Func<SomeClass, int> orderByNumber = 
  currentClass => 
   currentClass.SomeNumber;

Then:

someCollection.OrderBy(orderByNumber);

This is fine, but I was going to create a method instead because it might be usable somewhere else other than an orderBy.

private int ReturnNumber(SomeClass currentClass)
{
  return currentClass.SomeNumber;
}

Now when I try to plug that into the OrderBy:

someCollection.OrderBy(ReturnNumber);

It can't infer the type like it can if I use a Func. Seems like to me they should be the same since the method itself is "strongly typed" like the Func.

Side Note: I realize I can do this:

Func<SomeClass, int> orderByNumber = ReturnNumber;
+7  A: 

This could also be related to "return-type type inference" not working on Method Groups.

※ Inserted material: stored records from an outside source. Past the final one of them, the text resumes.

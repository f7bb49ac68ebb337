//! Normalize a migration readiness-report export.
//!
//! Reads a CSV whose status column is free-form `key: value` text, parses
//! every row with the explicit grammar in [`crate::readiness`], and writes a
//! normalized CSV. Rows that fail to parse are recorded with the parse
//! error and counted, never fatal.

use crate::error::{Ops365Error, Result};
use crate::readiness::{self, ReadinessState};
use clap::Args;
use colored::Colorize;
use std::collections::BTreeSet;
use std::path::PathBuf;

#[derive(Args, Debug)]
pub struct ProcessArgs {
    /// Input readiness-report CSV
    #[arg(short, long)]
    pub input: PathBuf,

    /// Normalized output CSV
    #[arg(short, long, default_value = "readiness-normalized.csv")]
    pub output: PathBuf,

    /// Column holding the identity
    #[arg(long, default_value = "UserPrincipalName")]
    pub identity_column: String,

    /// Column holding the free-form status text
    #[arg(long, default_value = "Status")]
    pub status_column: String,
}

struct ParsedRow {
    identity: String,
    state: String,
    fields: std::collections::BTreeMap<String, String>,
    parse_error: Option<String>,
}

pub async fn process(args: ProcessArgs) -> Result<()> {
    println!("{} readiness report...", "Processing".cyan().bold());

    let mut reader = csv::Reader::from_path(&args.input)?;
    let headers = reader.headers()?.clone();

    let identity_idx = headers
        .iter()
        .position(|h| h == args.identity_column)
        .ok_or_else(|| {
            Ops365Error::InvalidArgument(format!(
                "column '{}' not found in {}",
                args.identity_column,
                args.input.display()
            ))
        })?;
    let status_idx = headers
        .iter()
        .position(|h| h == args.status_column)
        .ok_or_else(|| {
            Ops365Error::InvalidArgument(format!(
                "column '{}' not found in {}",
                args.status_column,
                args.input.display()
            ))
        })?;

    let mut rows: Vec<ParsedRow> = Vec::new();
    let mut parse_errors: Vec<(usize, String)> = Vec::new();

    for (row_idx, record) in reader.records().enumerate() {
        let row_num = row_idx + 2; // header is row 1
        let record = record?;
        let identity = record.get(identity_idx).unwrap_or("").to_string();
        let raw_status = record.get(status_idx).unwrap_or("");

        match readiness::parse_record(&identity, raw_status) {
            Ok(parsed) => rows.push(ParsedRow {
                identity,
                state: parsed.state.to_string(),
                fields: parsed.fields,
                parse_error: None,
            }),
            Err(e) => {
                parse_errors.push((row_num, e.to_string()));
                rows.push(ParsedRow {
                    identity,
                    state: String::new(),
                    fields: Default::default(),
                    parse_error: Some(e.to_string()),
                });
            }
        }
    }

    if !parse_errors.is_empty() {
        println!(
            "\n{} {} row(s) failed to parse:",
            "⚠".yellow().bold(),
            parse_errors.len()
        );
        for (row, msg) in &parse_errors {
            println!("  Row {}: {}", row, msg.red());
        }
    }

    // Normalized columns: identity, state, parseError, then the sorted union
    // of every parsed field.
    let field_columns: BTreeSet<&str> = rows
        .iter()
        .flat_map(|r| r.fields.keys().map(String::as_str))
        .collect();

    let mut writer = csv::Writer::from_path(&args.output)?;
    let mut header = vec!["identity", "state", "parseError"];
    header.extend(field_columns.iter().copied());
    writer.write_record(&header)?;

    for row in &rows {
        let mut record = vec![
            row.identity.clone(),
            row.state.clone(),
            row.parse_error.clone().unwrap_or_default(),
        ];
        for column in &field_columns {
            record.push(row.fields.get(*column).cloned().unwrap_or_default());
        }
        writer.write_record(&record)?;
    }
    writer.flush()?;

    let ready = rows
        .iter()
        .filter(|r| r.state == ReadinessState::Ready.to_string())
        .count();
    let blocked = rows
        .iter()
        .filter(|r| r.state == ReadinessState::Blocked.to_string())
        .count();

    println!("\n{} Readiness Summary:", "→".cyan().bold());
    println!("  Rows:     {}", rows.len());
    println!("  Ready:    {}", ready.to_string().green());
    println!("  Blocked:  {}", blocked.to_string().red());
    if !parse_errors.is_empty() {
        println!("  Unparsed: {}", parse_errors.len().to_string().yellow());
    }
    println!(
        "\n{} Normalized report written to {}",
        "✓".green().bold(),
        args.output.display()
    );

    Ok(())
}
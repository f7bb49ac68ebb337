//! Bulk-operation engine: one remote call per identity, bounded retry with a
//! fixed delay, pacing between identities, and a structured run summary.
//!
//! Every per-identity command (BitLocker backup, mailbox rule audit, OneDrive
//! provisioning) is an adapter implementing [`BulkOperation`] driven by
//! [`runner::BulkRunner`].

pub mod report;
pub mod result;
pub mod retry;
pub mod runner;

pub use result::{OperationResult, Outcome, RunSummary};
pub use retry::RetryPolicy;
pub use runner::{BulkRunner, CancelFlag, RunConfig};

use crate::error::{FailureKind, Ops365Error};
use std::collections::BTreeMap;

/// Operation-specific output carried on a successful result, flattened into
/// report columns by the exporter.
pub type Payload = BTreeMap<String, String>;

/// A classified per-item failure. The kind decides whether the retry wrapper
/// tries again.
#[derive(Debug, Clone)]
pub struct OperationError {
    pub kind: FailureKind,
    pub message: String,
}

impl OperationError {
    pub fn new(kind: FailureKind, message: impl Into<String>) -> Self {
        Self {
            kind,
            message: message.into(),
        }
    }

    pub fn is_transient(&self) -> bool {
        self.kind == FailureKind::Transient
    }
}

impl std::fmt::Display for OperationError {
    fn fmt(&self, f: &mut std::fmt::Formatter<'_>) -> std::fmt::Result {
        write!(f, "{} ({})", self.message, self.kind)
    }
}

impl From<Ops365Error> for OperationError {
    fn from(err: Ops365Error) -> Self {
        Self {
            kind: err.failure_kind(),
            message: err.to_string(),
        }
    }
}

/// One unit of remote work per identity.
///
/// Implementations hold the authenticated session; the runner never creates
/// or recreates it mid-run. Failures must be classified into exactly one
/// [`FailureKind`], since the retry wrapper's behavior depends on it.
#[allow(async_fn_in_trait)]
pub trait BulkOperation {
    /// Short verb phrase shown in progress output, e.g. "fetching recovery key".
    fn describe(&self) -> &str;

    async fn invoke(&self, identity: &str) -> std::result::Result<Payload, OperationError>;
}
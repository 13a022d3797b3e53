//! Model discovery: ask a provider which models it serves and keep only the
//! ones usable for chat completion.

use log::Level;
use serde_json::{json, Value};

use super::client::LlmClient;
use crate::errors::TaskError;
use crate::logging::log_event;

/// Substrings marking image, audio, embedding and moderation models.
const NON_CHAT_MARKERS: [&str; 5] = ["dall-e", "whisper", "tts", "embedding", "moderation"];

/// Chat-capable model ids served at `base_url`, sorted ascending.
pub async fn discover_models(
    client: &LlmClient,
    base_url: &str,
    api_key: &str,
) -> Result<Vec<String>, TaskError> {
    match client.list_models(base_url, api_key).await {
        Ok(entries) => {
            let models = filter_chat_models(entries.iter().filter_map(model_id));
            log_event(
                Level::Info,
                Some("LLM-0300"),
                "llm.discovery",
                "Model listing fetched",
                None,
                Some(json!({
                    "base_url": base_url,
                    "listed": entries.len(),
                    "kept": models.len(),
                })),
            );
            Ok(models)
        }
        Err(err) => {
            log_event(
                Level::Warn,
                Some(err.code()),
                "llm.discovery",
                "Model listing failed",
                Some(err.explain()),
                Some(json!({ "base_url": base_url, "error": err.to_string() })),
            );
            Err(err)
        }
    }
}

fn model_id(entry: &Value) -> Option<String> {
    entry.get("id").and_then(Value::as_str).map(str::to_string)
}

/// Drop non-chat models (case-insensitive) and sort what is left.
pub fn filter_chat_models<I>(ids: I) -> Vec<String>
where
    I: IntoIterator,
    I::Item: Into<String>,
{
    let mut models: Vec<String> = ids
        .into_iter()
        .map(Into::into)
        .filter(|id| {
            let lower = id.to_lowercase();
            !NON_CHAT_MARKERS.iter().any(|marker| lower.contains(marker))
        })
        .collect();
    models.sort();
    models
}

#[cfg(test)]
mod tests {
    use super::*;

    #[test]
    fn drops_blocked_models_regardless_of_case() {
        let models = filter_chat_models(["gpt-4", "text-embedding-3", "DALL-E-3", "gpt-3.5"]);
        assert_eq!(models, vec!["gpt-3.5", "gpt-4"]);
    }

    #[test]
    fn every_marker_is_blocked() {
        let models = filter_chat_models([
            "Whisper-1",
            "tts-1-hd",
            "omni-moderation-latest",
            "text-EMBEDDING-ada-002",
            "dall-e-2",
            "o3-mini",
            "claude-3-haiku",
        ]);
        assert_eq!(models, vec!["claude-3-haiku", "o3-mini"]);
    }
}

Essentially, in cases (like Where's predicate) where the generic parameters are only in input positions, method group conversion works fine. But in cases where the generic parameter is a return type (like Select or OrderBy projections), the compiler won't infer the appropriate delegate conversion.

Jacob Carpenter
+7  A: 

ReturnNumber is not a method - instead, it represents a method group containing all methods with the name ReturnNumber but with potentially different arity-and-type signatures. There are some technical issues with figuring out which method in that method group you actually want in a very generic and works-every-time way. Obviously, the compiler could figure it out some, even most, of the time, but a decision was made that putting an algorithm into the compiler which would work only half the time was a bad idea.

The following works, however:

someCollection.OrderBy(new Func<SomeClass, int>(ReturnNumber))
Justice
Method group is something I wasn't thinking about. Wish I could mark two answers.